Collected data
-- Opening Marker --
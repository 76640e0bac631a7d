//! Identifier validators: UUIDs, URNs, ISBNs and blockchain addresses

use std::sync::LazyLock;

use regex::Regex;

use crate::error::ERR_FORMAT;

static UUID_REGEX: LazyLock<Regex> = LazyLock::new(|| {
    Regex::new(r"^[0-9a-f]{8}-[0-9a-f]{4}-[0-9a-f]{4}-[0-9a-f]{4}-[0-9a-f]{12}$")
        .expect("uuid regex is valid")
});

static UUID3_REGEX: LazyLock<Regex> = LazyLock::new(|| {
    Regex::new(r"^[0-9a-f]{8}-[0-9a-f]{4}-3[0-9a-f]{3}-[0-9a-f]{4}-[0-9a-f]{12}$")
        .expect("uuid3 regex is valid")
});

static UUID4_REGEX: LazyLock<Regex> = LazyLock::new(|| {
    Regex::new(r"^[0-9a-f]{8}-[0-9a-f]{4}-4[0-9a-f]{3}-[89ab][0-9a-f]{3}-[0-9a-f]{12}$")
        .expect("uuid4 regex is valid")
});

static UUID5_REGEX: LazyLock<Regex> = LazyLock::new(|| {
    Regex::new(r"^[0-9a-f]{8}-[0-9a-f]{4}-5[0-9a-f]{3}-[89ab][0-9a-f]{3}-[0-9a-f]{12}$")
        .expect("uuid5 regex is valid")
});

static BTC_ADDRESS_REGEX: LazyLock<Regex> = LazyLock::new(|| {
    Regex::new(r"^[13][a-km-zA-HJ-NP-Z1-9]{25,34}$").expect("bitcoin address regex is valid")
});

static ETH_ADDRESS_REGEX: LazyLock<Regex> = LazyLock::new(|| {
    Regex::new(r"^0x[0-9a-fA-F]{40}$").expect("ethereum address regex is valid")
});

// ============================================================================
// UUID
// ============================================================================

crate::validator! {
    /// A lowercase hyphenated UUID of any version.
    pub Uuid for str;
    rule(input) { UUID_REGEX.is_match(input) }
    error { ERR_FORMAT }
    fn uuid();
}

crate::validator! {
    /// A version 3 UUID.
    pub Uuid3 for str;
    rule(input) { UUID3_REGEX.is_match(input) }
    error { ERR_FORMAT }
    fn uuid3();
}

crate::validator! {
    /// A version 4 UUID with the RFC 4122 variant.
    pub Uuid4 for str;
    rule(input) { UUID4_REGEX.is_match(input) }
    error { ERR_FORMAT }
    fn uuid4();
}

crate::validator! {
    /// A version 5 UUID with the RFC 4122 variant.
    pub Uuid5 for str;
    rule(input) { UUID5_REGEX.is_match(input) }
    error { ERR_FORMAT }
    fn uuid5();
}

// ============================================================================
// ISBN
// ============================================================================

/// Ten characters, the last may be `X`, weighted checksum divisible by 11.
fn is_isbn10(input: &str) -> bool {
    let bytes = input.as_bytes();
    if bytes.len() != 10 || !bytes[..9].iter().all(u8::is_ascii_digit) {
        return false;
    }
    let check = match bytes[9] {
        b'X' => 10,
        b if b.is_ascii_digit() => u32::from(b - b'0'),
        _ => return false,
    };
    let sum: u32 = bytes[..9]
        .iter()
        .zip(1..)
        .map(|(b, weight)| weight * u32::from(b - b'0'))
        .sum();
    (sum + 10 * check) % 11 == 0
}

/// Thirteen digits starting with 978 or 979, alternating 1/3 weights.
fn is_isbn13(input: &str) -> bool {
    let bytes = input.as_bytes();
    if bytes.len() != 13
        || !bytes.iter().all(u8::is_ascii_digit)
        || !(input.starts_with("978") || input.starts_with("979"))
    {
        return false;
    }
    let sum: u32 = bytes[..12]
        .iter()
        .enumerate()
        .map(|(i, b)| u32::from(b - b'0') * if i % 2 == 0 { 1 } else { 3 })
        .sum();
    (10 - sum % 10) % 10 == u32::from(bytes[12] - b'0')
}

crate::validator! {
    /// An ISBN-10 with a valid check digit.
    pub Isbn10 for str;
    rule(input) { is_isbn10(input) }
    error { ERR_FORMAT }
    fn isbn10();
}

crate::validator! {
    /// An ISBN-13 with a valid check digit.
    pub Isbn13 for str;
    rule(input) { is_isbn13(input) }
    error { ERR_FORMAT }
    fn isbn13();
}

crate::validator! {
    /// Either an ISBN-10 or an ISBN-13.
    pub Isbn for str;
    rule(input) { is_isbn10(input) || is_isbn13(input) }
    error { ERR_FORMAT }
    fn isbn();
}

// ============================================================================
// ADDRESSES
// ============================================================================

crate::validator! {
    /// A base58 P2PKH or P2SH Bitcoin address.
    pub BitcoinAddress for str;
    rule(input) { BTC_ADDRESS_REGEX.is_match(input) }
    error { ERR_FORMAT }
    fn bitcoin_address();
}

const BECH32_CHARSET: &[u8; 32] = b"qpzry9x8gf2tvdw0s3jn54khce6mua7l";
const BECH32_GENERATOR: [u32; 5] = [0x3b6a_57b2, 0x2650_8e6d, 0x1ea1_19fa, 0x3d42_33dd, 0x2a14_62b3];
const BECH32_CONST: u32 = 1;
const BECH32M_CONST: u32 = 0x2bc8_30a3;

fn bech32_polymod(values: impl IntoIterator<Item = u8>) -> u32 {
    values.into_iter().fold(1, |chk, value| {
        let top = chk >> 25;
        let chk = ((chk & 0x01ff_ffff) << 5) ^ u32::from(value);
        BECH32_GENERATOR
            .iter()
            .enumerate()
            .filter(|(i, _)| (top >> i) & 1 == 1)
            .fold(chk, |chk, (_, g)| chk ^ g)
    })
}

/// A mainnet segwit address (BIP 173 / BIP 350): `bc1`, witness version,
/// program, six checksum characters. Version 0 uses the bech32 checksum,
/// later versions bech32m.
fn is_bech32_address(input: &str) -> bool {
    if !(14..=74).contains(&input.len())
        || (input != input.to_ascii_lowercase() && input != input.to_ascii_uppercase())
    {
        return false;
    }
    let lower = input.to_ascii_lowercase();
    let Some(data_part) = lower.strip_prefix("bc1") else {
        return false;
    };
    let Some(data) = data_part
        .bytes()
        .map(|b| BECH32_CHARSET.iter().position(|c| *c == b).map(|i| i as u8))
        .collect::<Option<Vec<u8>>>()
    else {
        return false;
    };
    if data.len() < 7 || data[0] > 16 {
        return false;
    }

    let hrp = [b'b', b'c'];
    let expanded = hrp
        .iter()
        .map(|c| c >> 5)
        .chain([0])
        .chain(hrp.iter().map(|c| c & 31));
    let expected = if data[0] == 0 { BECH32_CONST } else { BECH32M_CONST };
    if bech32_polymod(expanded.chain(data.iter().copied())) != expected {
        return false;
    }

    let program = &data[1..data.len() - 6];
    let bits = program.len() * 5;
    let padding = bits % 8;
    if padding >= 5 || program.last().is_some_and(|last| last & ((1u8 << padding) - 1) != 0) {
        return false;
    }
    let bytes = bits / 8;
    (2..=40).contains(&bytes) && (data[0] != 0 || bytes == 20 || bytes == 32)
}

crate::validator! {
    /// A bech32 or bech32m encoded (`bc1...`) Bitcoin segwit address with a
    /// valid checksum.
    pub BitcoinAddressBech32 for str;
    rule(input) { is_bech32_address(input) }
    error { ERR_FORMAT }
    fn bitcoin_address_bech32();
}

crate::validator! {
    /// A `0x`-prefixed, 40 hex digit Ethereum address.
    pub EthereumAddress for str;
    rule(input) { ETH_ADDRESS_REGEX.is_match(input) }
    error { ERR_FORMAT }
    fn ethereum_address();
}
-- Closing Marker --
-- Opening Marker --
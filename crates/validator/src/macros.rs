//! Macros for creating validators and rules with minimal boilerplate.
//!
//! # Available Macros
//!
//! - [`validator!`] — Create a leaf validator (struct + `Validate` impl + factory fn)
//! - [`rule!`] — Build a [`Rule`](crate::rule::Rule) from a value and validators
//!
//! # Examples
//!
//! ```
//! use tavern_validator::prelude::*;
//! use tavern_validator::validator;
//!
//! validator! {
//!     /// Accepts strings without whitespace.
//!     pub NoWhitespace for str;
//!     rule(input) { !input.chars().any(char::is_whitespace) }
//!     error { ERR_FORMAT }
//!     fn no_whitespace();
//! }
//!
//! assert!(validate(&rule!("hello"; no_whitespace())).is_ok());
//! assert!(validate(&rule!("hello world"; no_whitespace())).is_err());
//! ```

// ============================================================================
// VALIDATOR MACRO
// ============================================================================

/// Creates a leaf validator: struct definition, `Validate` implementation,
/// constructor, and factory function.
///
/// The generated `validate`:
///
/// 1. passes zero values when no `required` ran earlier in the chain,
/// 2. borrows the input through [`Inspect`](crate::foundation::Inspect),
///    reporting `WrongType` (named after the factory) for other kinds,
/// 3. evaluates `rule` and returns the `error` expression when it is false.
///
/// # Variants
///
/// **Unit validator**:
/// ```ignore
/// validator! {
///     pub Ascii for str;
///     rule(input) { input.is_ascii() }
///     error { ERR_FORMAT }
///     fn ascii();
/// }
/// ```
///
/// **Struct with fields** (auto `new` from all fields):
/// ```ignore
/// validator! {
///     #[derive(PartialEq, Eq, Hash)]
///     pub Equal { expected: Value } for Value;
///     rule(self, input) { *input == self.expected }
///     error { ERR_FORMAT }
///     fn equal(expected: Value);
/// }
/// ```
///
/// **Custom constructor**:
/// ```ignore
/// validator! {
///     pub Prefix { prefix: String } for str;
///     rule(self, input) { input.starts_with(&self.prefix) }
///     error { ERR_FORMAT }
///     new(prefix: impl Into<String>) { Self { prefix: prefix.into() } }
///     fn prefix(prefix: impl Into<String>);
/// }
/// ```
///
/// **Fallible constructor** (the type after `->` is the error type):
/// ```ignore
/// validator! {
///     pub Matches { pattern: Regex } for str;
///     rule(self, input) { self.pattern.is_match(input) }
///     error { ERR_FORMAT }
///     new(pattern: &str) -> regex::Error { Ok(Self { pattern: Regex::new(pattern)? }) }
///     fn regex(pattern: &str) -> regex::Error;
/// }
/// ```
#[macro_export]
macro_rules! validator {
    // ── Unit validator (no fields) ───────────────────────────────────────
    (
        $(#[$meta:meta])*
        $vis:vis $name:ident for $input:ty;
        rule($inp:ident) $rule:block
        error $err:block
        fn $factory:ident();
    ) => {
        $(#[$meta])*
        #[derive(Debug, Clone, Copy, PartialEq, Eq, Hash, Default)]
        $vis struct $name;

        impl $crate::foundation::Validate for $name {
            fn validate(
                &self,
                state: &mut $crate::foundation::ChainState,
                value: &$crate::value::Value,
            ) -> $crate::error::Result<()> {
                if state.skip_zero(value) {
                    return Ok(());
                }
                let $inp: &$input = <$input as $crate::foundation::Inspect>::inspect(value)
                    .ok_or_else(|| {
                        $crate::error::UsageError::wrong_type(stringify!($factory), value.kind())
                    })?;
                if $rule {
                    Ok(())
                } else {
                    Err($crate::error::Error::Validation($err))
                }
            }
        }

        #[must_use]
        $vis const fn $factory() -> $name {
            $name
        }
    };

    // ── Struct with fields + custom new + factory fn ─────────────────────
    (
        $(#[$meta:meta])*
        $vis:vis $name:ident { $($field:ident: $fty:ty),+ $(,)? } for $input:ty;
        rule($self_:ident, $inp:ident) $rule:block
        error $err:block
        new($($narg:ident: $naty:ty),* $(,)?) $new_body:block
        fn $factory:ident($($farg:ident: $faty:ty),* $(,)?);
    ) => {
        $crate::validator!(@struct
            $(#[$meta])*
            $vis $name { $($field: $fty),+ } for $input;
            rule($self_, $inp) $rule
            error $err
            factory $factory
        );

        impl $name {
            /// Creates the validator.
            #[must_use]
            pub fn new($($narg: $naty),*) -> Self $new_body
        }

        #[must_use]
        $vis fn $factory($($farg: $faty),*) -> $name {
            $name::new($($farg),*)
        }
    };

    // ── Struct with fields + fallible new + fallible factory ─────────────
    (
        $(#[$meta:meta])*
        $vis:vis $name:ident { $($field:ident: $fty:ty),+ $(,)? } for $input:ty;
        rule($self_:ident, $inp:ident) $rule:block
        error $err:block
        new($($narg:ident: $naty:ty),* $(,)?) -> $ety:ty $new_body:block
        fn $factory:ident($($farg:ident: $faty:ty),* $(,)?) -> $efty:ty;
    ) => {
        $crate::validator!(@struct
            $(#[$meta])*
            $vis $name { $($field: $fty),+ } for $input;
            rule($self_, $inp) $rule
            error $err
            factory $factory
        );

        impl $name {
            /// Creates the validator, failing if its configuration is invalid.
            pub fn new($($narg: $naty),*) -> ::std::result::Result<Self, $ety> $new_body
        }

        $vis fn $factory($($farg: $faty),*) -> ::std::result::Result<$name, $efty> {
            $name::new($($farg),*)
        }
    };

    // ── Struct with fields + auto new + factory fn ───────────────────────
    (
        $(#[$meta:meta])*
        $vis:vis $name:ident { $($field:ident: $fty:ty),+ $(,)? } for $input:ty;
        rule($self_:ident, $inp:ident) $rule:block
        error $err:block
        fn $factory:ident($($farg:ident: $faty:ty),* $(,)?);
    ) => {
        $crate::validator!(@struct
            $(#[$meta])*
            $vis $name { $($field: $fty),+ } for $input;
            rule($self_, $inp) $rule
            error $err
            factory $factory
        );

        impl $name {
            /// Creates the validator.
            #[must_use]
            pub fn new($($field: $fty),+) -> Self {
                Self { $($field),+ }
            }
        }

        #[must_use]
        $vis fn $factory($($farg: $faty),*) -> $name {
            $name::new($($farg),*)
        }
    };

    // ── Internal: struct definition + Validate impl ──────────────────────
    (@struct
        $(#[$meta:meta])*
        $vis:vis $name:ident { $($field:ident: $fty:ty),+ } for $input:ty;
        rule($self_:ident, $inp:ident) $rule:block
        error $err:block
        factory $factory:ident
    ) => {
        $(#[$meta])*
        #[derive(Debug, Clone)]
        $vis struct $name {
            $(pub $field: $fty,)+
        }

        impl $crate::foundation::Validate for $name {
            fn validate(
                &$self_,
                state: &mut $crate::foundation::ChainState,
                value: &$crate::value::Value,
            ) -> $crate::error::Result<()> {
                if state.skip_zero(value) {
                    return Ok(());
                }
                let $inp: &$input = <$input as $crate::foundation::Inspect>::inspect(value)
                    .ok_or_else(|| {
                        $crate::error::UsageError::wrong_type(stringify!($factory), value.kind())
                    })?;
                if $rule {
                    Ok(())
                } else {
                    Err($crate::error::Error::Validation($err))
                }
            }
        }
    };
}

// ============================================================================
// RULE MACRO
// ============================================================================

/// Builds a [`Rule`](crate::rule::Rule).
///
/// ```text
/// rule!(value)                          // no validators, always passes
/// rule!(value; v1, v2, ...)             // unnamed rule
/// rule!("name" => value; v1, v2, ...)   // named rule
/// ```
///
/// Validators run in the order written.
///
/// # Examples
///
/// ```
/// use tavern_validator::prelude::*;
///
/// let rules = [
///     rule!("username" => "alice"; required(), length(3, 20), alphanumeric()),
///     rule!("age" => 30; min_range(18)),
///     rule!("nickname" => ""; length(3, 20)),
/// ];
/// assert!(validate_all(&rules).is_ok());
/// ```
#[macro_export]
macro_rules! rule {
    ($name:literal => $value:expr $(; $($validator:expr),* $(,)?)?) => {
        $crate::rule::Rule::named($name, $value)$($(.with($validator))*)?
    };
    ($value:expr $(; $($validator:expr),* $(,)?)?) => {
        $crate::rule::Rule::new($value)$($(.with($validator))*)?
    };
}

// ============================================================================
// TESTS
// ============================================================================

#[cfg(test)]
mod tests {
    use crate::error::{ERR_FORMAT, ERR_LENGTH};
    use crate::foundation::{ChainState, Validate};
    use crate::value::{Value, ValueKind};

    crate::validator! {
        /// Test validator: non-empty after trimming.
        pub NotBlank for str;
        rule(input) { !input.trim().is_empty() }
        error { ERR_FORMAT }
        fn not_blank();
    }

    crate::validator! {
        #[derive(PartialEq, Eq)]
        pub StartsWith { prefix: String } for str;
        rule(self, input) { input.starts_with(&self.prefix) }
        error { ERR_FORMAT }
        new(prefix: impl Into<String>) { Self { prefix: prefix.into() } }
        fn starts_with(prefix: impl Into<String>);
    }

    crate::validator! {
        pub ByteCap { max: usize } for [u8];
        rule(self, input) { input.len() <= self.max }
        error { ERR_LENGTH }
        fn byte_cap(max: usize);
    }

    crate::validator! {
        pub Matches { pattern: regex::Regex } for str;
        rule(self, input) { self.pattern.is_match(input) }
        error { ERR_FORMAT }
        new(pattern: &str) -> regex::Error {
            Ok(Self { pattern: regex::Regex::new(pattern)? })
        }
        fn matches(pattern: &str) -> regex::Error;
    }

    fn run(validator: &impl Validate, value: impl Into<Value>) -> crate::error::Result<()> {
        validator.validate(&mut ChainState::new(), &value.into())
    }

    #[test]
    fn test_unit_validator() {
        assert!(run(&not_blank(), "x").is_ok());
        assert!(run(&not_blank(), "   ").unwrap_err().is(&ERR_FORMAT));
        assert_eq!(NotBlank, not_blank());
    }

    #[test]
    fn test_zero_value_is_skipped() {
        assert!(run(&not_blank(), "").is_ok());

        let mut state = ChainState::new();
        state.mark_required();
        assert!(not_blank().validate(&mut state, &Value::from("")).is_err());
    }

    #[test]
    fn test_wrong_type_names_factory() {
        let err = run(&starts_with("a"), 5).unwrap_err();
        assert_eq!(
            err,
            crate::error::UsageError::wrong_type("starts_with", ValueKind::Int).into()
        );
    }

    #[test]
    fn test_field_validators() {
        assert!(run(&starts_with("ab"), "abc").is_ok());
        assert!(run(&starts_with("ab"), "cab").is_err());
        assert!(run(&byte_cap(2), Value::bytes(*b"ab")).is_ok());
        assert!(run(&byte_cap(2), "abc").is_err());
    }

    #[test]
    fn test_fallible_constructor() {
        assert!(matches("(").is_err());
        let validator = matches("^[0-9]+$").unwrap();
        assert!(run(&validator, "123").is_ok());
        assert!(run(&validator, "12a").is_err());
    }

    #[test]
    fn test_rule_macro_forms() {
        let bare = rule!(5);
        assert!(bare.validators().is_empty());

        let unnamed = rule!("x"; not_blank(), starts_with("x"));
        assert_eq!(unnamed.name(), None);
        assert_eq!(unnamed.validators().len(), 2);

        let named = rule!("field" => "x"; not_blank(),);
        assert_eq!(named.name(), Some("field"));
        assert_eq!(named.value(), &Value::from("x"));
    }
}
-- Closing Marker --
**PROBLEM REQUIREMENTS:** Which lines above hold the word "naty"? Copy each of them.

**RESPONSE BELOW:**
        new($($narg:ident: $naty:ty),* $(,)?) $new_body:block
            pub fn new($($narg: $naty),*) -> Self $new_body
        new($($narg:ident: $naty:ty),* $(,)?) -> $ety:ty $new_body:block
            pub fn new($($narg: $naty),*) -> ::std::result::Result<Self, $ety> $new_body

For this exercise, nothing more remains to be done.